Commonly Treated Conditions
Low back, sciatic, pelvic girdle, and pubic bone pain
Arm pain or tingling related to nerve compression from postural changes
Urine leakage due to stressed pelvic floor muscles
Varicose veins involving the vulva
Pelvic Floor Preparation
Prenatal physiotherapy can also be helpful in preparing the perineum for delivery. The perineum is the soft skin between the anus and the vagina.
Because of its proximity to where the baby exits the vaginal canal, as well as the pressure put on it while pushing, this delicate area is prone to tearing, especially for women having their first vaginal birth.
Performing perineal stretching and massage has many potential benefits.
Easing Pain During Crowning
If the perineum stretches more easily, baby’s head may come out more easily or quickly.
It may also mentally prepare you for the feeling of pressure and stretching and may help you become more comfortable with it. If you know what to expect, you may be less tense and more able to stretch.
Helping the Baby's Head Come Out Easier and/or Quicker
This massage can ease the “ring of fire” so often experienced while baby’s head is crowning.
The idea is that gently stretching the perineum regularly will allow it to stretch more easily when baby is crowning, causing less pain.
In four trials of nearly 2,500 women, researchers found that perineal massage before birth reduced the incidences of perineal trauma requiring suturing in first-time moms.
The study also found that women who practiced perineal massage were less likely to have episiotomies.
Experienced moms who practiced perineal massaging also reported less pain at three months postpartum.
What to Expect at Your Visit
Your assessment starts with your story. A review of your description of your symptoms and concerns, medical and surgical history, your lifestyle, functional abilities (and limitations), social or emotional issues and your personal goals you would like to achieve with therapy.

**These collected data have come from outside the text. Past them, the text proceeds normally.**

use sea_orm::{entity::prelude::*, DatabaseConnection, DbErr, NotSet, QueryFilter, QueryOrder, Set};
use chrono::Utc;
use serde::{Deserialize, Serialize};

use crate::errors;

#[derive(Clone, Debug, PartialEq, DeriveEntityModel, Serialize, Deserialize)]
#[sea_orm(table_name = "contact")]
pub struct Model {
    #[sea_orm(primary_key)]
    pub id: i32,
    pub first_name: String,
    pub last_name: String,
    pub title: Option<String>,
    pub email: String,
    pub phone: String,
    pub filename: Option<String>,
    pub created_at: DateTimeWithTimeZone,
    pub updated_at: DateTimeWithTimeZone,
}

#[derive(Copy, Clone, Debug, EnumIter)]
pub enum Relation {}

impl RelationTrait for Relation {
    fn def(&self) -> RelationDef { panic!("no relations defined here") }
}

impl ActiveModelBehavior for ActiveModel {}

/// Column values written by `create` and `replace`.
#[derive(Clone, Debug, PartialEq)]
pub struct ContactColumns<'a> {
    pub first_name: &'a str,
    pub last_name: &'a str,
    pub title: Option<&'a str>,
    pub email: &'a str,
    pub phone: &'a str,
    pub filename: Option<&'a str>,
}

/// Column widths of the `contact` table, in characters.
pub const MAX_NAME_LEN: usize = 128;
pub const MAX_TITLE_LEN: usize = 128;
pub const MAX_EMAIL_LEN: usize = 256;
pub const MAX_PHONE_LEN: usize = 64;

/// Every required field must be non-blank. The error names all missing ones.
pub fn validate_required(first_name: &str, last_name: &str, email: &str, phone: &str) -> Result<(), errors::ModelError> {
    let missing: Vec<&str> = [
        ("firstName", first_name),
        ("lastName", last_name),
        ("email", email),
        ("phone", phone),
    ]
    .into_iter()
    .filter(|(_, v)| v.trim().is_empty())
    .map(|(name, _)| name)
    .collect();
    if missing.is_empty() {
        return Ok(());
    }
    Err(errors::ModelError::Validation(format!(
        "firstName, lastName, email and phone are required (missing: {})",
        missing.join(", ")
    )))
}

/// Values must fit the column widths; the error names every field that is too long.
pub fn validate_lengths(cols: &ContactColumns<'_>) -> Result<(), errors::ModelError> {
    let too_long: Vec<String> = [
        ("firstName", Some(cols.first_name), MAX_NAME_LEN),
        ("lastName", Some(cols.last_name), MAX_NAME_LEN),
        ("title", cols.title, MAX_TITLE_LEN),
        ("email", Some(cols.email), MAX_EMAIL_LEN),
        ("phone", Some(cols.phone), MAX_PHONE_LEN),
    ]
    .into_iter()
    .filter(|(_, v, max)| v.map_or(false, |v| v.chars().count() > *max))
    .map(|(name, _, max)| format!("{} (max {})", name, max))
    .collect();
    if too_long.is_empty() {
        return Ok(());
    }
    Err(errors::ModelError::Validation(format!("fields too long: {}", too_long.join(", "))))
}

fn validate(cols: &ContactColumns<'_>) -> Result<(), errors::ModelError> {
    validate_required(cols.first_name, cols.last_name, cols.email, cols.phone)?;
    validate_lengths(cols)
}

pub async fn list(db: &DatabaseConnection) -> Result<Vec<Model>, errors::ModelError> {
    Entity::find()
        .order_by_asc(Column::Id)
        .all(db)
        .await
        .map_err(|e| errors::ModelError::Db(e.to_string()))
}

pub async fn find(db: &DatabaseConnection, id: i32) -> Result<Option<Model>, errors::ModelError> {
    Entity::find_by_id(id).one(db).await.map_err(|e| errors::ModelError::Db(e.to_string()))
}

pub async fn create(db: &DatabaseConnection, cols: &ContactColumns<'_>) -> Result<Model, errors::ModelError> {
    validate(cols)?;
    let now = Utc::now().into();
    let am = ActiveModel {
        id: NotSet,
        first_name: Set(cols.first_name.to_string()),
        last_name: Set(cols.last_name.to_string()),
        title: Set(cols.title.map(str::to_string)),
        email: Set(cols.email.to_string()),
        phone: Set(cols.phone.to_string()),
        filename: Set(cols.filename.map(str::to_string)),
        created_at: Set(now),
        updated_at: Set(now),
    };
    am.insert(db).await.map_err(|e| errors::ModelError::Db(e.to_string()))
}

/// Overwrite every mutable column of row `id`, provided its stored filename is
/// still `expected_filename`. `Ok(None)` when no row matches at the time of the UPDATE.
pub async fn replace(
    db: &DatabaseConnection,
    id: i32,
    expected_filename: Option<&str>,
    cols: &ContactColumns<'_>,
) -> Result<Option<Model>, errors::ModelError> {
    validate(cols)?;
    let am = ActiveModel {
        id: Set(id),
        first_name: Set(cols.first_name.to_string()),
        last_name: Set(cols.last_name.to_string()),
        title: Set(cols.title.map(str::to_string)),
        email: Set(cols.email.to_string()),
        phone: Set(cols.phone.to_string()),
        filename: Set(cols.filename.map(str::to_string)),
        created_at: NotSet,
        updated_at: Set(Utc::now().into()),
    };
    let same_file = match expected_filename {
        Some(name) => Column::Filename.eq(name),
        None => Column::Filename.is_null(),
    };
    match Entity::update(am).filter(same_file).exec(db).await {
        Ok(m) => Ok(Some(m)),
        Err(DbErr::RecordNotUpdated) => Ok(None),
        Err(e) => Err(errors::ModelError::Db(e.to_string())),
    }
}

/// Delete row `id`; returns whether a row was removed.
pub async fn delete(db: &DatabaseConnection, id: i32) -> Result<bool, errors::ModelError> {
    let res = Entity::delete_by_id(id).exec(db).await.map_err(|e| errors::ModelError::Db(e.to_string()))?;
    Ok(res.rows_affected > 0)
}
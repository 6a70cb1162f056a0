use serde::Serialize;

#[derive(Serialize, Debug)]
pub struct Health {
    pub status: &'static str,
}

/// Plain-text index served at `/api/contacts`.
pub const CONTACTS_BANNER: &str = "Contacts API routes: \
GET /api/contacts/get/all, \
GET /api/contacts/get/:id, \
POST /api/contacts/create, \
PUT /api/contacts/update/:id, \
DELETE /api/contacts/delete/:id";
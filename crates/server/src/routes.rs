use std::sync::Arc;

use axum::{
    extract::DefaultBodyLimit,
    routing::{delete, get, post, put},
    Json, Router,
};
use configs::StorageConfig;
use tower_http::{
    cors::CorsLayer,
    services::ServeDir,
    trace::{DefaultMakeSpan, DefaultOnFailure, DefaultOnRequest, DefaultOnResponse, TraceLayer},
};
use tracing::Level;
use utoipa::OpenApi;
use utoipa_swagger_ui::SwaggerUi;

use common::types::{Health, CONTACTS_BANNER};
use service::contact::{repository::ContactRepository, ContactService};
use service::storage::FileStore;

use crate::openapi::ApiDoc;

pub mod contacts;
pub mod form;

pub type DynContactService = ContactService<dyn ContactRepository, dyn FileStore>;

#[derive(Clone)]
pub struct ServerState {
    pub contacts: Arc<DynContactService>,
}

impl ServerState {
    pub fn new(repo: Arc<dyn ContactRepository>, files: Arc<dyn FileStore>) -> Self {
        Self { contacts: Arc::new(ContactService::new(repo, files)) }
    }
}

#[utoipa::path(get, path = "/health", tag = "health", responses((status = 200, description = "OK", body = crate::openapi::HealthResponse)))]
pub async fn health() -> Json<Health> {
    Json(Health { status: "ok" })
}

async fn banner() -> &'static str {
    CONTACTS_BANNER
}

/// Build the full application router: contact API, docs, health and static files.
pub fn build_router(state: ServerState, cors: CorsLayer, storage: &StorageConfig) -> Router {
    let api = Router::new()
        .route("/api/contacts", get(banner))
        .route("/api/contacts/", get(banner))
        .route("/api/contacts/get/all", get(contacts::list))
        .route("/api/contacts/get/:id", get(contacts::get))
        .route("/api/contacts/create", post(contacts::create))
        .route("/api/contacts/update/:id", put(contacts::update))
        .route("/api/contacts/delete/:id", delete(contacts::delete))
        .layer(DefaultBodyLimit::max(storage.max_upload_bytes));

    // uploads live under the public dir, so images are served from there as well
    let static_files = ServeDir::new(&storage.public_dir);

    Router::new()
        .route("/health", get(health))
        .merge(api)
        .merge(SwaggerUi::new("/swagger-ui").url("/api-docs/openapi.json", ApiDoc::openapi()))
        .fallback_service(static_files)
        .with_state(state)
        .layer(cors)
        .layer(
            TraceLayer::new_for_http()
                .make_span_with(DefaultMakeSpan::new().level(Level::INFO).include_headers(false))
                .on_request(DefaultOnRequest::new().level(Level::INFO))
                .on_response(DefaultOnResponse::new().level(Level::INFO).include_headers(false))
                .on_failure(DefaultOnFailure::new().level(Level::ERROR)),
        )
}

Specific questions depending on your issues may include:
Pelvic/hip/low back/neck pain
Pain with intercourse
Leakage of urine or stool
These are very personal and sensitive questions for most; rest assured that your comfort and consent are of the utmost importance.
The Physical Examination
The physical examination includes a whole-body assessment.
Components will include:
Range of motion of the neck, back and hips
Observations of the abdominal wall and perineum
An intravaginal and/or rectal examination of the perineum
The methods used are always based on your comfort and consent. I will discuss all options with you during your assessment.
The internal examination and treatment is not performed during the first trimester of pregnancy. However, external evaluation and treatment may still be utilized to address any issues in the early stages.
An individualized treatment plan is developed based on assessment findings.Treatment may include education regarding posture, a global strengthening program, relaxation and stretching exercises, pelvic floor exercises, myofascial release, and manual therapy or mobilization techniques to address any tight or restricted joints or muscles.
Perineal massage and stretching may be introduced in the third trimester.